Nepali Times
State Of The State
The future of the past


'Wonder' was the oft-repeated word at the signing ceremony of the Comprehensive Peace Agreement on Tuesday evening. Everyone seemed surprised. Prime Minister Girija Prasad Koirala claimed he had stunned the international community with a peace deal with former-terrorists. Maoist chairman Pushpa Kamal Dahal boasted that his was the miraculous deed-achieving change with continuity in a stagnant society and sterile polity.

Koirala has reasons to be smug. His earlier premiership was sabotaged by the Maoists, now he's put them in their place. The octogenarian had also been at the receiving end of UML barbs, but Madhab Nepal had to accept a peripheral role in what promises to be a path-breaking deal. The NC boss has never been a favourite of the Nepal Army. At the signing ceremony, Chief of Army Staff Rukmangat Katuwal humbly sat at the back as the decade-old civil war was declared over. The Nepali Congress had reasons to celebrate on Wednesday.

But ground realities have to change significantly if the rest of us are to feel free again.

Dahal thinks the deal he has made with Koirala is a 'miracle'. Communists never tire of repeating Lenin's clich? that Marxism is a scientific ideology with no room for miracles. Two parts hydrogen and one part oxygen never produce milk. So should we swallow the Chairman's concoction? It will do no harm, but let there be no illusions that it's milk and honey from here on.

The first test will be changing in the behaviour of guerrilla commanders in the countryside. Most never had direct access to their leadership and accepted directives issued from safe houses in Siliguri, Lucknow, and Noida because Prachanda and his sponsors promised more than individual commanders could achieve on their own. Now Maoist nominees in the interim legislature and government will have to deliver, as their secretaries in the districts face the wrath of sympathisers, supporters, followers, part-timers, and full-time cadres. Comrade Chairman's organisational ability will need to kick into high gear.

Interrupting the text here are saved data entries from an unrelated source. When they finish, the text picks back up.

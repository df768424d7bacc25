//! In-memory representation of one archive member.

use std::collections::BTreeMap;
use std::fmt;

use crate::error::{Error, Result};

/// File type of an archive member, mirroring the `S_IFMT` classes.
#[derive(Debug, Clone, Copy, PartialEq, Eq, Hash)]
pub enum EntryType {
    Regular,
    Directory,
    Symlink,
    Hardlink,
    Fifo,
    CharDevice,
    BlockDevice,
    Socket,
}

impl EntryType {
    /// Map `S_IFMT` bits to an entry type. Hardlinks have no mode-bit
    /// representation; they only arise from container typeflags.
    pub fn from_mode(mode: u32) -> Option<EntryType> {
        match mode & 0o170_000 {
            0o100_000 => Some(EntryType::Regular),
            0o040_000 => Some(EntryType::Directory),
            0o120_000 => Some(EntryType::Symlink),
            0o010_000 => Some(EntryType::Fifo),
            0o020_000 => Some(EntryType::CharDevice),
            0o060_000 => Some(EntryType::BlockDevice),
            0o140_000 => Some(EntryType::Socket),
            _ => None,
        }
    }

    /// The `S_IFMT` bits for this type. Hardlinks report the regular-file
    /// bits, matching how containers store them.
    pub const fn to_mode(self) -> u32 {
        match self {
            EntryType::Regular | EntryType::Hardlink => 0o100_000,
            EntryType::Directory => 0o040_000,
            EntryType::Symlink => 0o120_000,
            EntryType::Fifo => 0o010_000,
            EntryType::CharDevice => 0o020_000,
            EntryType::BlockDevice => 0o060_000,
            EntryType::Socket => 0o140_000,
        }
    }

    pub const fn is_link(self) -> bool {
        matches!(self, EntryType::Symlink | EntryType::Hardlink)
    }
}

/// Seconds-and-nanoseconds timestamp, as stored by pax records and the
/// extraction layer.
#[derive(Debug, Clone, Copy, PartialEq, Eq, Default)]
pub struct Timespec {
    pub secs: i64,
    pub nanos: u32,
}

impl Timespec {
    pub const fn new(secs: i64, nanos: u32) -> Timespec {
        Timespec { secs, nanos }
    }

    /// Whole seconds only, dropping sub-second precision.
    pub const fn truncated(self) -> Timespec {
        Timespec {
            secs: self.secs,
            nanos: 0,
        }
    }
}

impl fmt::Display for Timespec {
    fn fmt(&self, f: &mut fmt::Formatter<'_>) -> fmt::Result {
        if self.nanos == 0 {
            write!(f, "{}", self.secs)
        } else {
            write!(f, "{}.{:09}", self.secs, self.nanos)
        }
    }
}

/// Extended attribute map. Insertion order is irrelevant, so a sorted map
/// keeps serialization deterministic.
pub type XattrMap = BTreeMap<String, Vec<u8>>;

/// Metadata record for one archive member.
///
/// Constructed by the container codec during read, or by the caller during
/// write. The path is an archive-relative byte string; it is stored without
/// a trailing separator regardless of type (directory-ness lives in
/// [`EntryType`], and formats that mark directories with a trailing `/` add
/// it back on serialization).
#[derive(Debug, Clone, PartialEq, Eq)]
pub struct Entry {
    path: Vec<u8>,
    entry_type: EntryType,
    size: Option<u64>,
    mode: u32,
    uid: u64,
    gid: u64,
    uname: Option<String>,
    gname: Option<String>,
    atime: Option<Timespec>,
    mtime: Option<Timespec>,
    ctime: Option<Timespec>,
    birthtime: Option<Timespec>,
    link_target: Option<Vec<u8>>,
    dev_major: u32,
    dev_minor: u32,
    xattrs: XattrMap,
}

impl Entry {
    pub fn new(path: impl Into<Vec<u8>>, entry_type: EntryType) -> Entry {
        let mut entry = Entry {
            path: Vec::new(),
            entry_type,
            size: if entry_type == EntryType::Regular {
                None
            } else {
                Some(0)
            },
            mode: match entry_type {
                EntryType::Directory => 0o755,
                _ => 0o644,
            },
            uid: 0,
            gid: 0,
            uname: None,
            gname: None,
            atime: None,
            mtime: None,
            ctime: None,
            birthtime: None,
            link_target: None,
            dev_major: 0,
            dev_minor: 0,
            xattrs: XattrMap::new(),
        };
        entry.set_path(path);
        entry
    }

    #[inline(always)]
    pub fn path(&self) -> &[u8] {
        &self.path
    }

    /// The path as UTF-8, with invalid sequences replaced. Display use only.
    pub fn path_lossy(&self) -> std::borrow::Cow<'_, str> {
        String::from_utf8_lossy(&self.path)
    }

    pub fn set_path(&mut self, path: impl Into<Vec<u8>>) {
        let mut path = path.into();
        while path.last() == Some(&b'/') {
            path.pop();
        }
        self.path = path;
    }

    #[inline(always)]
    pub fn entry_type(&self) -> EntryType {
        self.entry_type
    }

    pub fn set_entry_type(&mut self, entry_type: EntryType) {
        self.entry_type = entry_type;
        if entry_type == EntryType::Directory {
            self.size = Some(0);
        }
    }

    /// Declared payload size. `None` means unknown; only formats with a
    /// streaming mode accept unknown sizes on write.
    #[inline(always)]
    pub fn size(&self) -> Option<u64> {
        self.size
    }

    pub fn set_size(&mut self, size: u64) {
        self.size = Some(size);
    }

    /// Marks the payload size unknown (zip streaming mode only).
    pub fn unset_size(&mut self) {
        self.size = None;
    }

    #[inline(always)]
    pub fn mode(&self) -> u32 {
        self.mode
    }

    pub fn set_mode(&mut self, mode: u32) {
        self.mode = mode & 0o7_777;
    }

    #[inline(always)]
    pub fn uid(&self) -> u64 {
        self.uid
    }

    #[inline(always)]
    pub fn gid(&self) -> u64 {
        self.gid
    }

    pub fn set_uid(&mut self, uid: u64) {
        self.uid = uid;
    }

    pub fn set_gid(&mut self, gid: u64) {
        self.gid = gid;
    }

    #[inline(always)]
    pub fn uname(&self) -> Option<&str> {
        self.uname.as_deref()
    }

    #[inline(always)]
    pub fn gname(&self) -> Option<&str> {
        self.gname.as_deref()
    }

    pub fn set_uname(&mut self, uname: impl Into<String>) {
        self.uname = Some(uname.into());
    }

    pub fn set_gname(&mut self, gname: impl Into<String>) {
        self.gname = Some(gname.into());
    }

    #[inline(always)]
    pub fn atime(&self) -> Option<Timespec> {
        self.atime
    }

    #[inline(always)]
    pub fn mtime(&self) -> Option<Timespec> {
        self.mtime
    }

    #[inline(always)]
    pub fn ctime(&self) -> Option<Timespec> {
        self.ctime
    }

    #[inline(always)]
    pub fn birthtime(&self) -> Option<Timespec> {
        self.birthtime
    }

    pub fn set_atime(&mut self, t: Option<Timespec>) {
        self.atime = t;
    }

    pub fn set_mtime(&mut self, t: Option<Timespec>) {
        self.mtime = t;
    }

    pub fn set_ctime(&mut self, t: Option<Timespec>) {
        self.ctime = t;
    }

    pub fn set_birthtime(&mut self, t: Option<Timespec>) {
        self.birthtime = t;
    }

    /// Symlink or hardlink target.
    #[inline(always)]
    pub fn link_target(&self) -> Option<&[u8]> {
        self.link_target.as_deref()
    }

    pub fn set_link_target(&mut self, target: impl Into<Vec<u8>>) {
        self.link_target = Some(target.into());
    }

    #[inline(always)]
    pub fn dev_major(&self) -> u32 {
        self.dev_major
    }

    #[inline(always)]
    pub fn dev_minor(&self) -> u32 {
        self.dev_minor
    }

    pub fn set_device(&mut self, major: u32, minor: u32) {
        self.dev_major = major;
        self.dev_minor = minor;
    }

    #[inline(always)]
    pub fn xattrs(&self) -> &XattrMap {
        &self.xattrs
    }

    pub fn set_xattr(&mut self, name: impl Into<String>, value: impl Into<Vec<u8>>) {
        self.xattrs.insert(name.into(), value.into());
    }

    #[inline(always)]
    pub fn is_regular(&self) -> bool {
        self.entry_type == EntryType::Regular
    }

    #[inline(always)]
    pub fn is_directory(&self) -> bool {
        self.entry_type == EntryType::Directory
    }

    #[inline(always)]
    pub fn is_symlink(&self) -> bool {
        self.entry_type == EntryType::Symlink
    }

    #[inline(always)]
    pub fn is_hardlink(&self) -> bool {
        self.entry_type == EntryType::Hardlink
    }

    #[inline(always)]
    pub fn is_fifo(&self) -> bool {
        self.entry_type == EntryType::Fifo
    }

    #[inline(always)]
    pub fn is_socket(&self) -> bool {
        self.entry_type == EntryType::Socket
    }

    /// True for character devices, block devices, fifos and sockets.
    #[inline(always)]
    pub fn is_device(&self) -> bool {
        matches!(
            self.entry_type,
            EntryType::CharDevice | EntryType::BlockDevice | EntryType::Fifo | EntryType::Socket
        )
    }

    /// Checks the invariants the writer engine relies on. Violations are
    /// caller bugs, reported as `InvalidState`.
    pub(crate) fn validate(&self) -> Result<()> {
        if self.path.is_empty() {
            return Err(Error::InvalidState {
                state: "entry has an empty path",
            });
        }
        if self.entry_type.is_link() && self.link_target.as_deref().map_or(true, <[u8]>::is_empty) {
            return Err(Error::InvalidState {
                state: "link entry has no target",
            });
        }
        if self.entry_type == EntryType::Directory && self.size != Some(0) {
            return Err(Error::InvalidState {
                state: "directory entry with non-zero size",
            });
        }
        Ok(())
    }
}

The Rayamajhi Commission has diverted attention by pointing at the king as the primary agent of dictatorial experiments. But Maoists and mainstreamers alike will have to answer the vital question: didn't they encourage the king to take over by insisting that they would deal only with the master, rather than his slaves? Sher Bahadur Deuba and Madhab Nepal timidly accepted this by joining the royal government. King Gyanendra has given de facto approval to the peace deal, but his public approval is also a not-so-veiled warning to the dealmakers: beware, big brother in the palace is watching.

The third, most important test of the peace deal will be its implementation. The government will have to guarantee the safety of unarmed Maoist cadres returning home to face those they had until recently coerced, abducted, fleeced, and oppressed. The anger of people whose near and dear have been tortured, maimed, or killed by the military or militants will require more than platitudes. The Nepali Congress is sending its leaders back to the villages, but whether they will actually follow the central directives is yet to be seen. The Maoist leadership will also need to travel, meeting the aggrieved, instead of congregating for free lunches at state-sponsored secure centres.

At best, the peace-deal is an opportunity to begin building the bridges of reconciliation. This is a process, a journey, and its impact will be measured by the distance travelled from the podium of the Birendra International Convention Centre in New Baneswor on 21 November, 2006. Whether it turns out to be a red-letter day or yet another false start will depend largely upon how Dahal and his cohorts conduct themselves in the coming days. For now, the Koirala-Dahal duo deserves the kudos they are receiving left, right, and centre.